Feeding Your Baby


The first year of your baby’s life is full of milestones and excitement, but perhaps none are more important than feeding. As a parent, you have the power to shape your child’s growth, development, and even relationship with food for years to come. But with so much information out there, from breastfeeding to formula, purees to baby-led weaning, it can be overwhelming to know where to start. That’s why we’ve put together this comprehensive guide to feeding your baby, with tips and insights on everything from introducing solids to navigating food allergies. So whether you’re a first-time parent or a seasoned pro, join us as we dive into the world of baby feeding and discover the joy of nourishing your little one.


At an early age after birth, newborns survive on either breast milk or formula. Breast milk is always the best food at that age. But if you are formula feeding your baby, you need to buy a formula that will work best for your baby. After reading this guide, you will get to understand the basics of feeding your baby right from birth to the weaning stage.

Breastfeeding Your Baby

During the first six months after birth, breast milk is always the best food to offer your baby. New parents may find it hard to maintain comfortable breastfeeding. But with time, they can learn how to feed their babies without difficulty.

As a new parent, you can ask a breastfeeding peer counselor to give you some feeding tips. You can also get help from other people such as a lactation consultant or your doctor. Sometimes you will need to attend breastfeeding classes to gain feeding skills.

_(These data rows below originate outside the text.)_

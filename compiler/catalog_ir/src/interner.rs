//! Name table for operator, library and type identifiers.
//!
//! Every catalog object is named through one [`StringInterner`]. The table
//! sits behind a `RwLock` so diagnostics can render names from another
//! thread while the catalog itself stays locked for mutation.

use std::fmt;
use std::sync::Arc;

use parking_lot::RwLock;
use rustc_hash::FxHashMap;

use super::Name;

/// Names present in every catalog, interned in this order after `""`.
const PREDEFINED: [&str; 2] = ["System", "generic"];

/// Interning failed.
#[derive(Debug, Clone, PartialEq, Eq)]
pub enum InternError {
    /// Every `u32` id is taken.
    Overflow { count: usize },
}

impl fmt::Display for InternError {
    fn fmt(&self, f: &mut fmt::Formatter<'_>) -> fmt::Result {
        match self {
            InternError::Overflow { count } => {
                write!(f, "name table is full ({count} names)")
            }
        }
    }
}

impl std::error::Error for InternError {}

/// Texts are leaked so lookups can hand out `&'static str` without holding
/// the lock. Catalog names are few and live as long as the process.
#[derive(Default)]
struct Table {
    ids: FxHashMap<&'static str, Name>,
    texts: Vec<&'static str>,
}

impl Table {
    fn find(&self, text: &str) -> Option<Name> {
        self.ids.get(text).copied()
    }

    fn insert(&mut self, text: &str) -> Result<Name, InternError> {
        let count = self.texts.len();
        let raw = u32::try_from(count).map_err(|_| InternError::Overflow { count })?;
        let name = Name::from_raw(raw);
        let text: &'static str = Box::leak(text.to_owned().into_boxed_str());
        self.texts.push(text);
        self.ids.insert(text, name);
        Ok(name)
    }
}

/// Maps catalog names to [`Name`] handles and back.
///
/// Id 0 is always the empty string, so [`Name::EMPTY`] needs no lookup.
pub struct StringInterner {
    table: RwLock<Table>,
}

impl StringInterner {
    pub fn new() -> Self {
        let mut table = Table::default();
        for text in std::iter::once("").chain(PREDEFINED) {
            // The first three ids always fit.
            let _ = table.insert(text);
        }
        StringInterner {
            table: RwLock::new(table),
        }
    }

    /// Intern `text`, reporting a full table instead of panicking.
    pub fn try_intern(&self, text: &str) -> Result<Name, InternError> {
        if let Some(name) = self.table.read().find(text) {
            return Ok(name);
        }
        let mut table = self.table.write();
        // Another writer may have won the race between the two locks.
        match table.find(text) {
            Some(name) => Ok(name),
            None => table.insert(text),
        }
    }

    /// Intern `text`.
    ///
    /// # Panics
    /// Panics once more than `u32::MAX` distinct names exist.
    pub fn intern(&self, text: &str) -> Name {
        self.try_intern(text).unwrap_or_else(|e| panic!("{e}"))
    }

    /// The handle for `text` if it was interned before. Never interns.
    pub fn get(&self, text: &str) -> Option<Name> {
        self.table.read().find(text)
    }

    /// Text of `name`; `""` for a handle this interner never issued.
    pub fn lookup(&self, name: Name) -> &'static str {
        self.table
            .read()
            .texts
            .get(name.index())
            .copied()
            .unwrap_or_default()
    }

    /// Number of names, counting the empty string.
    pub fn len(&self) -> usize {
        self.table.read().texts.len()
    }

    /// True when nothing but the empty string is interned.
    pub fn is_empty(&self) -> bool {
        self.len() <= 1
    }
}

impl Default for StringInterner {
    fn default() -> Self {
        Self::new()
    }
}

/// Cheaply clonable handle to one interner, shared by the catalog and its
/// operator index.
#[derive(Clone, Default)]
pub struct SharedInterner(Arc<StringInterner>);

impl SharedInterner {
    pub fn new() -> Self {
        Self::default()
    }
}

impl std::ops::Deref for SharedInterner {
    type Target = StringInterner;

    fn deref(&self) -> &StringInterner {
        &self.0
    }
}

#[cfg(test)]
mod tests {
    use super::*;

    #[test]
    fn operator_names_round_trip() {
        let interner = StringInterner::new();
        let add = interner.intern("Math.Add");
        let subtract = interner.intern("Math.Subtract");

        assert_eq!(interner.intern("Math.Add"), add);
        assert_ne!(add, subtract);
        assert_eq!(interner.lookup(subtract), "Math.Subtract");
    }

    #[test]
    fn empty_text_is_the_reserved_name() {
        let interner = StringInterner::new();
        assert_eq!(interner.intern(""), Name::EMPTY);
        assert_eq!(interner.lookup(Name::EMPTY), "");
    }

    #[test]
    fn system_names_exist_up_front() {
        let interner = StringInterner::new();
        assert_eq!(interner.len(), 3);
        assert!(!interner.is_empty());
        assert_eq!(interner.get("System"), Some(Name::from_raw(1)));
        assert_eq!(interner.get("generic"), Some(Name::from_raw(2)));
        assert_eq!(interner.get("Shop.Price"), None);
        assert_eq!(interner.len(), 3, "get must not intern");
    }

    #[test]
    fn foreign_handle_renders_empty() {
        let interner = StringInterner::new();
        assert_eq!(interner.lookup(Name::from_raw(9_999)), "");
    }

    #[test]
    fn clones_share_one_table() {
        let catalog_side = SharedInterner::new();
        let index_side = catalog_side.clone();

        let name = catalog_side.intern("Shop.Discount");
        assert_eq!(index_side.get("Shop.Discount"), Some(name));
    }
}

Why Breast Milk is the Best

  • Rich in Antibodies: Breast milk is rich in antibodies that will protect your baby from infections and illnesses. Babies fed on breast milk rarely fall sick compared to the ones who do not. 
  • Rich in Hormones and Nutrients: Breast milk is rich in hormones and nutrients that can help your baby grow and develop fast. Such nutrients include digestible proteins, vitamins, and fats. 
  • Rich in Fatty Acids: Fatty acids play a significant role in promoting healthy brain development in your baby. Fatty acids in breast milk reduce the risks of sudden infant death syndrome (SIDS). 
  • Easy to Digest: A newborn’s stomach can easily digest breast milk. Babies fed on breast milk experience little to no stomach pains. 
  • Has No Allergens: Babies feeding on breast milk are less likely to develop allergies as compared to babies feeding on formula. 
  • Protect Your Baby Against Obesity: Breastfed babies always gain healthy weights when growing. Breast milk has essential elements that prevent your baby from becoming overweight.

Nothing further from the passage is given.